The latest bout of bloodshed began when security forces at checkpoints and on rooftops opened fire on a protest near the Al-Zahire mosque last Friday evening, according to Hani, a witness from Baba Amro district. Soon after, shelling began.
In Khalidiya, fighters of the rebel Free Syrian Army seized a checkpoint and residents took to the streets to celebrate - provoking an intensive barrage that lasted for several hours, witness Samer said.
Wasim said that on Monday, Baba Amro, Khalidiya and Wadi Iran were all shelled.
I could hear the sound of women and children screaming while running on the streets trying to escape the shelling, he said in the HRW report.
He and some other tried to rescue wounded people but they came under fire as tried to retreat using secret passages. They were forced to stay in hiding and the 10 wounded they had picked up died from loss of blood.
A doctor at al-Waer hospital said medical supplies had run out.
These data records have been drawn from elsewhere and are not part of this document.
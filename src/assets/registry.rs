use std::collections::HashMap;
use std::path::PathBuf;

use crate::assets::bitmap::Bitmap;
use crate::assets::decode::decode_image_file;
use crate::assets::source::{Source, SourceContent, TextRasterizer};
use crate::foundation::error::{EvaError, EvaResult};
use crate::gpu::handles::TextureId;
use crate::gpu::platform::GpuCommands;
use crate::gpu::surface_manager::CurrentContext;
use crate::scene::model::SceneDescriptor;

/// Decoded frame of the backing video.
#[derive(Clone, Debug)]
pub struct VideoFrame {
    /// Opaque RGBA8 pixels of the whole packed frame.
    pub pixels: Bitmap,
    /// Decoder presentation time, if known.
    pub pts_ns: Option<u64>,
}

/// Uploaded backing video frame.
#[derive(Clone, Copy, Debug, PartialEq, Eq)]
pub struct VideoTexture {
    /// Texture holding the whole frame.
    pub texture: TextureId,
    /// Frame width in pixels.
    pub width: u32,
    /// Frame height in pixels.
    pub height: u32,
}

/// Arena of sources keyed by id, plus the backing video slot.
///
/// Textures are uploaded lazily on first use and live in the share group of whichever context
/// was current at upload time, so a texture uploaded under the display context is drawable from
/// the encoder context without another upload.
pub struct SourceRegistry {
    sources: Vec<Source>,
    idx_by_id: HashMap<String, usize>,
    video: Option<VideoFrame>,
    video_texture: TextureId,
    video_dirty: bool,
    rasterizer: Option<Box<dyn TextRasterizer + Send>>,
}

impl std::fmt::Debug for SourceRegistry {
    fn fmt(&self, f: &mut std::fmt::Formatter<'_>) -> std::fmt::Result {
        f.debug_struct("SourceRegistry")
            .field("sources", &self.sources.len())
            .field("video", &self.video.is_some())
            .field("video_texture", &self.video_texture)
            .field("rasterizer", &self.rasterizer.is_some())
            .finish()
    }
}

impl SourceRegistry {
    /// One empty source per descriptor source spec.
    pub fn from_descriptor(descriptor: &SceneDescriptor) -> EvaResult<Self> {
        let sources = descriptor
            .sources()
            .iter()
            .map(Source::from_spec)
            .collect::<EvaResult<Vec<_>>>()?;
        let idx_by_id = sources
            .iter()
            .enumerate()
            .map(|(i, s)| (s.id.clone(), i))
            .collect();
        Ok(Self {
            sources,
            idx_by_id,
            video: None,
            video_texture: TextureId::NONE,
            video_dirty: false,
            rasterizer: None,
        })
    }

    /// Install the text rasterizer used for text sources.
    pub fn set_rasterizer(&mut self, rasterizer: Box<dyn TextRasterizer + Send>) {
        self.rasterizer = Some(rasterizer);
    }

    /// Number of sources.
    pub fn len(&self) -> usize {
        self.sources.len()
    }

    /// `true` when the descriptor declared no sources.
    pub fn is_empty(&self) -> bool {
        self.sources.is_empty()
    }

    /// Look up a source.
    pub fn get(&self, id: &str) -> Option<&Source> {
        self.idx_by_id.get(id).map(|&i| &self.sources[i])
    }

    fn get_mut(&mut self, id: &str) -> EvaResult<&mut Source> {
        match self.idx_by_id.get(id) {
            Some(&i) => Ok(&mut self.sources[i]),
            None => Err(EvaError::validation(format!("unknown source '{id}'"))),
        }
    }

    /// Hand decoded pixels to an image source. They replace any earlier pixels and mark the
    /// texture for re-upload.
    pub fn attach_bitmap(&mut self, id: &str, pixels: Bitmap) -> EvaResult<()> {
        let src = self.get_mut(id)?;
        match &mut src.content {
            SourceContent::Image(image) => {
                image.pixels = Some(pixels);
                src.dirty = true;
                Ok(())
            }
            SourceContent::Text(_) => Err(EvaError::validation(format!(
                "source '{id}' is a text source"
            ))),
        }
    }

    /// Record where an image source's pixels were saved, for reloads after upload.
    pub fn set_persisted_path(&mut self, id: &str, path: impl Into<PathBuf>) -> EvaResult<()> {
        let src = self.get_mut(id)?;
        match &mut src.content {
            SourceContent::Image(image) => {
                image.persisted_path = Some(path.into());
                Ok(())
            }
            SourceContent::Text(_) => Err(EvaError::validation(format!(
                "source '{id}' is a text source"
            ))),
        }
    }

    /// Replace the text of a text source. Unchanged text keeps the current texture.
    pub fn set_text(&mut self, id: &str, text: &str) -> EvaResult<()> {
        let src = self.get_mut(id)?;
        match &mut src.content {
            SourceContent::Text(content) => {
                if content.text != text {
                    content.text = text.to_string();
                    src.dirty = true;
                }
                Ok(())
            }
            SourceContent::Image(_) => Err(EvaError::validation(format!(
                "source '{id}' is an image source"
            ))),
        }
    }

    /// Store the latest decoded video frame; it is uploaded on the next draw.
    pub fn set_video_frame(&mut self, frame: VideoFrame) {
        self.video = Some(frame);
        self.video_dirty = true;
    }

    /// Latest video frame, if any.
    pub fn video_frame(&self) -> Option<&VideoFrame> {
        self.video.as_ref()
    }

    /// Texture for `id`, uploading under `ctx` when missing or stale.
    ///
    /// Image pixels are released after a successful upload; a later re-upload decodes from the
    /// persisted path. Every failure is a [`EvaError::SourceResolutionFailed`].
    pub fn resolve_texture<G: GpuCommands + ?Sized>(
        &mut self,
        gpu: &mut G,
        ctx: &CurrentContext,
        id: &str,
    ) -> EvaResult<TextureId> {
        let idx = *self
            .idx_by_id
            .get(id)
            .ok_or_else(|| EvaError::source_resolution(id, "unknown source"))?;
        let src = &mut self.sources[idx];
        if src.is_resident() {
            return Ok(src.texture);
        }

        let (pixels, from_memory) = match &mut src.content {
            SourceContent::Image(image) => match (image.pixels.take(), &image.persisted_path) {
                (Some(pixels), _) => (pixels, true),
                (None, Some(path)) => (
                    decode_image_file(path)
                        .map_err(|err| EvaError::source_resolution(id, err.to_string()))?,
                    false,
                ),
                (None, None) => {
                    return Err(EvaError::source_resolution(id, "no bitmap attached"));
                }
            },
            SourceContent::Text(text) => {
                let rasterizer = self
                    .rasterizer
                    .as_mut()
                    .ok_or_else(|| EvaError::source_resolution(id, "no text rasterizer"))?;
                let pixels = rasterizer
                    .rasterize(text, src.width, src.height)
                    .map_err(|err| EvaError::source_resolution(id, err.to_string()))?;
                (pixels, false)
            }
        };

        let uploaded = if src.texture.is_set() {
            gpu.update_texture(ctx.context(), src.texture, &pixels)
                .map(|()| src.texture)
        } else {
            gpu.create_texture(ctx.context(), &pixels)
        };
        match uploaded {
            Ok(texture) => {
                src.texture = texture;
                src.dirty = false;
                tracing::debug!(source = id, ?texture, "source uploaded");
                Ok(texture)
            }
            Err(err) => {
                if from_memory && let SourceContent::Image(image) = &mut src.content {
                    image.pixels = Some(pixels);
                }
                Err(EvaError::source_resolution(id, format!("upload failed: {err}")))
            }
        }
    }

    /// Texture of the current video frame, uploading it when a new frame arrived.
    pub fn resolve_video_texture<G: GpuCommands + ?Sized>(
        &mut self,
        gpu: &mut G,
        ctx: &CurrentContext,
    ) -> EvaResult<Option<VideoTexture>> {
        let Some(frame) = &self.video else {
            return Ok(None);
        };
        if self.video_dirty || !self.video_texture.is_set() {
            let uploaded = if self.video_texture.is_set() {
                gpu.update_texture(ctx.context(), self.video_texture, &frame.pixels)
                    .map(|()| self.video_texture)
            } else {
                gpu.create_texture(ctx.context(), &frame.pixels)
            };
            self.video_texture = uploaded.map_err(|err| {
                EvaError::source_resolution("video", format!("upload failed: {err}"))
            })?;
            self.video_dirty = false;
        }
        Ok(Some(VideoTexture {
            texture: self.video_texture,
            width: frame.pixels.width(),
            height: frame.pixels.height(),
        }))
    }

    /// Forget one source's texture name after the platform stopped recognizing it.
    pub fn forget_texture(&mut self, id: &str) -> EvaResult<()> {
        self.get_mut(id)?.texture = TextureId::NONE;
        Ok(())
    }

    /// Forget the video frame's texture name; the retained frame is uploaded again.
    pub fn forget_video_texture(&mut self) {
        self.video_texture = TextureId::NONE;
    }

    /// Forget every texture name after the GPU objects were lost. Nothing is deleted.
    pub fn invalidate_textures(&mut self) {
        for src in &mut self.sources {
            src.texture = TextureId::NONE;
        }
        self.video_texture = TextureId::NONE;
    }

    /// Delete one source's texture; the next draw re-uploads it.
    pub fn evict<G: GpuCommands + ?Sized>(
        &mut self,
        gpu: &mut G,
        ctx: &CurrentContext,
        id: &str,
    ) -> EvaResult<()> {
        let src = self.get_mut(id)?;
        let texture = std::mem::take(&mut src.texture);
        if texture.is_set() {
            gpu.delete_texture(ctx.context(), texture)
                .map_err(|err| EvaError::gpu(format!("delete texture of '{id}': {err}")))?;
        }
        Ok(())
    }

    /// Delete every texture, logging failures. Used before the contexts go away.
    pub fn release_textures<G: GpuCommands + ?Sized>(
        &mut self,
        gpu: &mut G,
        ctx: &CurrentContext,
    ) {
        let textures = self
            .sources
            .iter_mut()
            .map(|s| std::mem::take(&mut s.texture))
            .chain(std::iter::once(std::mem::take(&mut self.video_texture)))
            .filter(|t| t.is_set())
            .collect::<Vec<_>>();
        for texture in textures {
            if let Err(err) = gpu.delete_texture(ctx.context(), texture) {
                tracing::warn!(?texture, %err, "texture delete failed");
            }
        }
    }
}

#[cfg(test)]
#[path = "../../tests/unit/assets/registry.rs"]
mod tests;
On Monday, 18 wounded patients, including a 13-year-old child, died of complications in the hospital when the electricity was cut off, he said.
Mahmud, a Baba Amro resident, told Human Rights Watch: There is no escape or safe passage from the area and there is no safe shelter inside the area from the rockets and shells.
There is no bread, no medication and no nutritional supplies, and after a field hospital was targeted, we lost several of our medical staff.
Snipers targeted any moving object, he said.
Many of the wounded have very serious injuries - they lost their limbs, or eyes, had serious wounds to the body.
Human Rights Watch said that the indiscriminate shelling of populated areas which resulted in civilian casualties was a serious human rights violation.
This brutal assault on residential neighbourhoods shows the Syrian authorities' contempt for the lives of their citizens in Homs, said Anna Neistat, HRW emergencies director.
Those responsible for such horrific attacks will have to answer for them.